Another important factor is knowing that what a producer offers you is indicative of what the shoot will be like. If it’s a super low amount, you can bet the food will be bad, the crew around you inexperienced (or bitter because they have experience and are working for low pay) and the commute longer because the location scout booked spots on the outskirts of town to save money. I actually turned down a producer last winter who has given me some of the most successful films in my career to date. He always offers the same amount, and I have to beg him to get the prep days I need every. single. time. It’s not worth it to fight for something with someone who does not care about what you do. He knows you have to do the work no matter what and is hoping to get it for free. All this to say, I am at a turning point in my career where I know my value and I’m willing to stand up for myself.
Today’s victory was small, but big in the grand scheme of things. As I mentioned, my asking price hovers around the same mark for most films.
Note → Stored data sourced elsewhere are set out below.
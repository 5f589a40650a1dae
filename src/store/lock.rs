//! Advisory file locking for the persisted index
//!
//! A sibling `.lock` file next to the index artifact serializes writers
//! across processes. The guard releases the lock on drop, so a crash or
//! early return never leaves the artifact locked.

use fs2::FileExt;
use std::fs::{File, OpenOptions};
use std::path::{Path, PathBuf};
use tracing::{debug, warn};

use crate::error::{StoreError, StoreResult};

/// RAII guard holding an exclusive advisory lock on the index artifact
#[derive(Debug)]
pub struct IndexLock {
    file: File,
    path: PathBuf,
}

impl IndexLock {
    /// Lock path for a given index artifact: `index.bin` -> `index.bin.lock`
    pub fn lock_path(index_path: &Path) -> PathBuf {
        let mut name = index_path
            .file_name()
            .map(|n| n.to_os_string())
            .unwrap_or_else(|| "index.bin".into());
        name.push(".lock");
        index_path.with_file_name(name)
    }

    /// Block until the exclusive lock is acquired
    pub fn acquire(index_path: &Path) -> StoreResult<Self> {
        let path = Self::lock_path(index_path);
        let file = OpenOptions::new()
            .create(true)
            .write(true)
            .truncate(false)
            .open(&path)
            .map_err(|source| StoreError::Io {
                path: path.clone(),
                source,
            })?;
        file.lock_exclusive().map_err(|source| StoreError::Lock {
            path: path.clone(),
            source,
        })?;
        debug!("Acquired index lock at {}", path.display());
        Ok(Self { file, path })
    }

    /// Acquire without blocking; Ok(None) when another process holds it
    pub fn try_acquire(index_path: &Path) -> StoreResult<Option<Self>> {
        let path = Self::lock_path(index_path);
        let file = OpenOptions::new()
            .create(true)
            .write(true)
            .truncate(false)
            .open(&path)
            .map_err(|source| StoreError::Io {
                path: path.clone(),
                source,
            })?;
        match file.try_lock_exclusive() {
            Ok(()) => Ok(Some(Self { file, path })),
            Err(err) if err.kind() == std::io::ErrorKind::WouldBlock => Ok(None),
            Err(source) => Err(StoreError::Lock { path, source }),
        }
    }
}

impl Drop for IndexLock {
    fn drop(&mut self) {
        // Fully qualified to avoid colliding with std's File locking
        if let Err(err) = fs2::FileExt::unlock(&self.file) {
            warn!("Failed to release index lock {}: {err}", self.path.display());
        }
    }
}
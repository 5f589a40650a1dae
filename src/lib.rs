//! Code-aware index and search for project trees
//!
//! Scans a workspace, extracts symbols and import edges per language with
//! lexical rules, persists the result as a versioned binary artifact, and
//! serves ranked exact/fuzzy/semantic search over it. A debounced watcher
//! keeps the index current as files change.
//!
//! # Example
//!
//! ```no_run
//! use codescout::{IndexService, SearchQuery, Settings};
//! use std::sync::Arc;
//!
//! # fn main() -> anyhow::Result<()> {
//! let settings = Arc::new(Settings::load()?);
//! let service = IndexService::new(settings, None)?;
//! service.load_or_rebuild()?;
//! let results = service.search(&SearchQuery::new("login"))?;
//! # Ok(())
//! # }
//! ```

pub mod config;
pub mod embedding;
pub mod error;
pub mod extract;
pub mod index;
pub mod search;
pub mod service;
pub mod store;
pub mod types;

pub use config::Settings;
pub use embedding::{EmbeddingProvider, EmbeddingState};
pub use error::{IndexError, IndexResult, QueryError, QueryResult};
pub use index::{CodeIndex, ScanStats, Scanner};
pub use search::{MatchReason, SearchEngine, SearchMode, SearchQuery, SearchResult};
pub use service::{FileInfo, IndexService, ServiceStatus};
pub use store::IndexStore;
pub use types::{FileExtraction, ImportEdge, Symbol, SymbolKey, SymbolKind};
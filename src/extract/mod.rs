//! Per-language symbol and import extraction
//!
//! Extraction is deliberately lexical: a static table of declaration and
//! import patterns per language, plus a generic fallback for everything
//! else. This trades completeness for being grammar-free and fast across
//! many languages, which is acceptable for a navigation aid.

pub mod registry;
pub mod rules;

pub use registry::{ExtractorRegistry, LanguageId};
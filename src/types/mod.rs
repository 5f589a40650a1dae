use serde::{Deserialize, Serialize};
use std::path::PathBuf;
use std::str::FromStr;

/// Kinds of named code constructs the extractors recognize
#[derive(Debug, Clone, Copy, PartialEq, Eq, Hash, Serialize, Deserialize)]
pub enum SymbolKind {
    Function,
    Class,
    Interface,
    Type,
    Const,
    Enum,
}

impl FromStr for SymbolKind {
    type Err = &'static str;

    fn from_str(s: &str) -> Result<Self, Self::Err> {
        match s.to_ascii_lowercase().as_str() {
            "function" => Ok(SymbolKind::Function),
            "class" => Ok(SymbolKind::Class),
            "interface" => Ok(SymbolKind::Interface),
            "type" => Ok(SymbolKind::Type),
            "const" => Ok(SymbolKind::Const),
            "enum" => Ok(SymbolKind::Enum),
            _ => Err("Unknown symbol kind"),
        }
    }
}

impl std::fmt::Display for SymbolKind {
    fn fmt(&self, f: &mut std::fmt::Formatter<'_>) -> std::fmt::Result {
        let name = match self {
            SymbolKind::Function => "function",
            SymbolKind::Class => "class",
            SymbolKind::Interface => "interface",
            SymbolKind::Type => "type",
            SymbolKind::Const => "const",
            SymbolKind::Enum => "enum",
        };
        write!(f, "{name}")
    }
}

/// A named code construct with a source-line span and export visibility
#[derive(Debug, Clone, PartialEq, Serialize, Deserialize)]
pub struct Symbol {
    pub name: String,
    pub kind: SymbolKind,
    /// 1-based line where the declaration starts
    pub start_line: u32,
    /// 1-based line where the declaration span ends (heuristic)
    pub end_line: u32,
    pub exported: bool,
    pub signature: Option<String>,
    /// File this symbol belongs to. Invariant: equals the map key it is
    /// stored under in the index.
    pub file: PathBuf,
}

impl Symbol {
    /// Composite identity correlating a symbol with its embedding across
    /// rebuilds. Inserting a line above a symbol shifts `start_line` and
    /// creates a new identity; the prior embedding is dropped on update.
    pub fn key(&self) -> SymbolKey {
        SymbolKey {
            file: self.file.clone(),
            name: self.name.clone(),
            start_line: self.start_line,
        }
    }
}

/// Composite symbol identity: `(file, name, start_line)`
#[derive(Debug, Clone, PartialEq, Eq, Hash, Serialize, Deserialize)]
pub struct SymbolKey {
    pub file: PathBuf,
    pub name: String,
    pub start_line: u32,
}

/// A reference from one file to a module plus the identifiers imported
/// and the symbols relying on it
#[derive(Debug, Clone, PartialEq, Serialize, Deserialize)]
pub struct ImportEdge {
    /// Module path or specifier as written in the source
    pub source_module: String,
    /// Identifiers imported from the module (empty for bare imports)
    pub imported_names: Vec<String>,
    /// Names of symbols in the importing file that lexically use one of
    /// the imported identifiers
    pub used_by: Vec<String>,
}

/// Symbols and imports extracted from a single file
#[derive(Debug, Clone, Default, PartialEq)]
pub struct FileExtraction {
    pub symbols: Vec<Symbol>,
    pub imports: Vec<ImportEdge>,
}

impl FileExtraction {
    pub fn is_empty(&self) -> bool {
        self.symbols.is_empty() && self.imports.is_empty()
    }
}

#[cfg(test)]
mod tests {
    use super::*;

    fn sample_symbol() -> Symbol {
        Symbol {
            name: "login".to_string(),
            kind: SymbolKind::Function,
            start_line: 10,
            end_line: 20,
            exported: true,
            signature: Some("fn login(user: &str)".to_string()),
            file: PathBuf::from("src/auth.rs"),
        }
    }

    #[test]
    fn symbol_key_identity() {
        let sym = sample_symbol();
        let key = sym.key();
        assert_eq!(key.file, PathBuf::from("src/auth.rs"));
        assert_eq!(key.name, "login");
        assert_eq!(key.start_line, 10);

        // Same file/name at a different line is a different identity
        let mut shifted = sample_symbol();
        shifted.start_line = 11;
        assert_ne!(key, shifted.key());
    }

    #[test]
    fn symbol_kind_parsing() {
        assert_eq!("function".parse::<SymbolKind>(), Ok(SymbolKind::Function));
        assert_eq!("Class".parse::<SymbolKind>(), Ok(SymbolKind::Class));
        assert!("method".parse::<SymbolKind>().is_err());
    }

    #[test]
    fn symbol_key_hashes() {
        use std::collections::HashSet;
        let mut set = HashSet::new();
        set.insert(sample_symbol().key());
        assert!(set.contains(&sample_symbol().key()));
    }
}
Yesterday I interviewed for one and the director offered me the job on the spot. Beforehand, I had emailed the production coordinator my rate. I aimed high for a non-union film, asking for the appropriate number of prep days, the kit rental I’m entitled to and the day rate I found reasonable. For those who are curious, a kit rental is asking production to pay you for use of items you own and need to do your job. In essence, they are renting these things from you so they don’t have to find them elsewhere. In my case, this includes my ipad, camera, laptop and igrabber for stills. In other departments, it could be tape, pens, flash lights, gloves, make-up or hair supplies. Prep days are what I take to learn the script and do extensive breakdowns in order to track continuity. My position is one that is expected to know a script better than the writer. In order to become that intimate with a story, it takes time. You can see why it would be so easy to take advantage of needing prep for something that is mostly cerebral. I can’t show a producer the set I built when I’m done like the art department, or the shopping receipts and wardrobe fittings I did as a stylist. But what I do is crucial to my not making a mistake during filming, and that is often overlooked.
Today the producer told me she had reviewed my email and could not go as high as I had asked, but was able to pay me close to it. She added more money for the second camera which will be used during filming; a practice I’ve only seen on union shows. In my experience, it’s usually offered for third and fourth cameras, as every camera after the first doubles, triples a Script Supervisor’s workload. She gave me one day shy of what I had hoped for in terms of prep days and didn’t address the kit rental situation, so I did. I got the normal response about the budget, how everyone else is making less and just happy and excited to be working together, etc. I can’t tell you how many times this exact speech has been made. Producers need to get together and discuss this so they stop saying the same ineffective things! We see through your sneaky ways! I pushed back and she said she’d talk it over with her other producer. We hung up.
My stomach was turning while I waited. I was actually nervous. I instantly regretted it and thought, “am I about to lose this job over a kit rental?”
A friend once told me that after naming your price in an interview, to pause. This has always stuck with me as a tactic. Be confident in what you want and look them in the eye like you deserve it. If you stay quiet long enough, they have to speak–and often times, what comes out will be in your favor. I can’t tell you how many times this has saved me in negotiations. I did no different here and it paid off. Well, sort of.
The producer called back and told me they could not do the kit rental and that if I wouldn’t do the movie, they would understand. What she didn’t know, was inside I was already victorious because I was making more than I had ever made on a feature film before. Plus, I thought maybe I had just lost the job. A camera bump for two cameras? Hello! It might as well have been a kit rental because it was for the same amount I was hoping to receive. We did a verbal handshake and I signed on to script supervise the film.
Even though I did not get exactly what I had set out for, I came very close and am still thrilled with the results. The point of aiming high is that when they counter-offer, it’s still very satisfying because the amount you asked for was unrealistic, even to you. If I had left it up to the production, they would have offered less. This was a great step for my future confidence in negotiating pay, but the real lesson is to aim high and know that the worst thing is they say no. That is what happened here and I’m still walking away with a smile.